━━━ Records provided

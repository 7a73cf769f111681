//! WebSocket transport for web terminals.

use std::{collections::HashMap, net::SocketAddr, sync::Arc};

use axum::{
    Router,
    extract::{
        ConnectInfo, Query, State, WebSocketUpgrade,
        ws::{Message, WebSocket},
    },
    http::{HeaderMap, header},
    response::IntoResponse,
};
use futures::{SinkExt, StreamExt};
use shell_broker_core::{AuthGate, Caller, EventSink, RequestContext};
use shell_broker_session::Broker;
use tracing::{debug, error, info};

use crate::{gateway::Gateway, protocol::ServerMessage};

/// WebSocket handler state.
#[derive(Clone)]
pub struct WsState {
    pub broker: Arc<Broker>,
    pub auth: Arc<dyn AuthGate>,
}

impl WsState {
    #[must_use]
    pub fn new(broker: Arc<Broker>, auth: Arc<dyn AuthGate>) -> Self {
        Self { broker, auth }
    }
}

/// Collect the credentials a request carries.
#[must_use]
pub fn request_context(
    headers: &HeaderMap,
    query: &HashMap<String, String>,
    remote_addr: Option<SocketAddr>,
) -> RequestContext {
    let mut ctx = RequestContext {
        bearer_token: headers
            .get(header::AUTHORIZATION)
            .and_then(|v| v.to_str().ok())
            .and_then(|v| v.strip_prefix("Bearer "))
            .map(|t| t.trim().to_string()),
        query_token: query.get("token").cloned(),
        remote_addr,
        ..RequestContext::default()
    };
    for cookie in headers.get_all(header::COOKIE) {
        if let Ok(value) = cookie.to_str() {
            ctx.add_cookie_header(value);
        }
    }
    ctx
}

/// WebSocket upgrade handler.
///
/// The auth gate is consulted once, at upgrade time. Unauthenticated
/// sockets are accepted but every `connect` on them is refused.
///
/// Serve with `into_make_service_with_connect_info::<SocketAddr>()`.
pub async fn ws_handler(
    ws: WebSocketUpgrade,
    State(state): State<WsState>,
    ConnectInfo(remote_addr): ConnectInfo<SocketAddr>,
    headers: HeaderMap,
    Query(query): Query<HashMap<String, String>>,
) -> impl IntoResponse {
    let ctx = request_context(&headers, &query, Some(remote_addr));
    let caller = state.auth.authenticate(&ctx);
    ws.on_upgrade(move |socket| handle_socket(socket, state.broker, caller))
}

async fn handle_socket(socket: WebSocket, broker: Arc<Broker>, caller: Option<Caller>) {
    let (mut sender, mut receiver) = socket.split();
    let (events, mut rx) = EventSink::channel();
    let mut gateway = Gateway::new(broker, caller, events);
    let session_id = gateway.session_id();
    info!(%session_id, "WebSocket connected");

    // Forward broker events to the socket
    let send_task = tokio::spawn(async move {
        while let Some(event) = rx.recv().await {
            let json = match ServerMessage::from(event).to_json() {
                Ok(j) => j,
                Err(e) => {
                    error!("Failed to serialize message: {e}");
                    continue;
                }
            };
            if sender.send(Message::Text(json.into())).await.is_err() {
                break;
            }
        }
    });

    while let Some(msg) = receiver.next().await {
        match msg {
            Ok(Message::Text(text)) => gateway.handle_text(text.as_str()).await,
            Ok(Message::Binary(data)) => gateway.handle_binary(&data).await,
            Ok(Message::Close(_)) => break,
            Ok(_) => continue,
            Err(e) => {
                debug!(%session_id, "WebSocket error: {e}");
                break;
            }
        }
    }

    gateway.close().await;
    send_task.abort();
    info!(%session_id, "WebSocket disconnected");
}

/// Create WebSocket router.
///
/// # Example
/// ```ignore
/// let app = Router::new()
///     .merge(create_ws_router(WsState::new(broker, auth)));
/// ```
#[must_use]
pub fn create_ws_router(state: WsState) -> Router {
    Router::new()
        .route("/ws", axum::routing::get(ws_handler))
        .with_state(state)
}
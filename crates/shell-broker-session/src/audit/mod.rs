//! Audit sink implementations.

pub mod log;
pub mod memory;
pub mod queue;

pub use log::TracingAudit;
pub use memory::MemoryAudit;
pub use queue::QueuedAudit;
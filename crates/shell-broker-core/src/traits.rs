//! Core traits for the remote shell capability and the audit sink.

use std::sync::Arc;

use async_trait::async_trait;
use bytes::Bytes;
use serde::{Deserialize, Serialize};
use uuid::Uuid;

use crate::{AuditRecord, ConnectTarget, Credential, Geometry, ShellError};

/// Session identifier, one per transport channel connection.
pub type SessionId = Uuid;

/// Session lifecycle state.
#[derive(Debug, Clone, Copy, PartialEq, Eq, Serialize, Deserialize)]
#[serde(rename_all = "snake_case")]
pub enum SessionState {
    /// Handshake and shell-channel open in progress.
    Connecting,
    /// Shell channel open, output relay running.
    Connected,
    /// Disconnect initiated, connection release requested.
    Closing,
    /// Cleanly closed.
    Closed,
    /// Ended by an error.
    Failed,
}

impl SessionState {
    /// `Closed` or `Failed`.
    #[must_use]
    pub const fn is_terminal(self) -> bool {
        matches!(self, Self::Closed | Self::Failed)
    }

    /// Counts against the one-session-per-identifier rule.
    #[must_use]
    pub const fn is_live(self) -> bool {
        matches!(self, Self::Connecting | Self::Connected)
    }
}

/// Opens authenticated connections to remote hosts.
#[async_trait]
pub trait RemoteShell: Send + Sync {
    /// Connect and authenticate.
    ///
    /// # Errors
    /// `HostUnreachable`, `AuthRejected` or `Timeout`.
    async fn open(
        &self,
        target: &ConnectTarget,
        credential: &Credential,
    ) -> Result<Box<dyn ShellConnection>, ShellError>;
}

/// An authenticated connection to one remote host.
#[async_trait]
pub trait ShellConnection: Send + Sync {
    /// Open an interactive shell with a pty of the given size.
    ///
    /// # Errors
    /// `ChannelOpenFailed` if the remote side refuses the pty or shell.
    async fn open_shell(&self, geometry: Geometry) -> Result<Arc<dyn ShellChannel>, ShellError>;

    /// Tear the connection down. Called once per connection.
    async fn close(&self);
}

/// Byte stream to and from a remote shell.
///
/// `read` is called from a single reader; `write`, `resize` and `close`
/// may be called concurrently with it.
#[async_trait]
pub trait ShellChannel: Send + Sync {
    /// Next chunk of shell output. `Ok(None)` is end-of-stream.
    ///
    /// A pending read must return once `close` is called.
    ///
    /// # Errors
    /// Returns error if the channel broke.
    async fn read(&self) -> Result<Option<Bytes>, ShellError>;

    /// Write raw bytes to the shell.
    ///
    /// # Errors
    /// Returns error if the channel is closed or the write failed.
    async fn write(&self, data: &[u8]) -> Result<(), ShellError>;

    /// Propagate a new terminal size to the remote pty.
    ///
    /// # Errors
    /// Returns error if the remote side rejected the window change.
    async fn resize(&self, geometry: Geometry) -> Result<(), ShellError>;

    /// Close the channel, unblocking any pending `read`.
    async fn close(&self);
}

/// Fire-and-forget audit record sink.
///
/// Implementations must not block the caller.
pub trait AuditSink: Send + Sync {
    fn record(&self, record: AuditRecord);
}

━━━━━━

▶ _Activity_
Every line above with the string "ShellError" in it needs to be copied.

▶ _Expected answer_
use crate::{AuditRecord, ConnectTarget, Credential, Geometry, ShellError};
    ) -> Result<Box<dyn ShellConnection>, ShellError>;
    async fn open_shell(&self, geometry: Geometry) -> Result<Arc<dyn ShellChannel>, ShellError>;
    async fn read(&self) -> Result<Option<Bytes>, ShellError>;
    async fn write(&self, data: &[u8]) -> Result<(), ShellError>;
    async fn resize(&self, geometry: Geometry) -> Result<(), ShellError>;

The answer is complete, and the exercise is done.